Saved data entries
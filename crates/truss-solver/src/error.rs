//! Error types for the truss solver

use thiserror::Error;

pub type Result<T> = std::result::Result<T, SolveError>;

/// Kind of model entity holding a bad node reference
#[derive(Debug, Clone, Copy, PartialEq, Eq)]
pub enum EntityKind {
    Strut,
    Load,
    Constraint,
}

impl std::fmt::Display for EntityKind {
    fn fmt(&self, f: &mut std::fmt::Formatter<'_>) -> std::fmt::Result {
        match self {
            EntityKind::Strut => write!(f, "strut"),
            EntityKind::Load => write!(f, "load"),
            EntityKind::Constraint => write!(f, "constraint"),
        }
    }
}

/// Terminal failures of one solve invocation.
///
/// None of these are recovered internally: the caller must correct the model
/// and re-run. No partial displacement or stress output survives a failure.
#[derive(Error, Debug, Clone, PartialEq)]
pub enum SolveError {
    /// A strut has degenerate geometry (non-positive length or radius)
    #[error("strut {strut}: {reason}")]
    Geometry { strut: usize, reason: String },

    /// An entity references a node index outside the model
    #[error("{entity} {index} references node {node}, but the model has {num_nodes} nodes")]
    NodeIndex {
        entity: EntityKind,
        index: usize,
        node: usize,
        num_nodes: usize,
    },

    /// The constrained global matrix is singular or indefinite
    #[error("linear solve failed: {0}")]
    Solver(String),
}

__Task directions__.
Please copy every line in the entries where "String" appears.

__The answer__.
    Geometry { strut: usize, reason: String },
    Solver(String),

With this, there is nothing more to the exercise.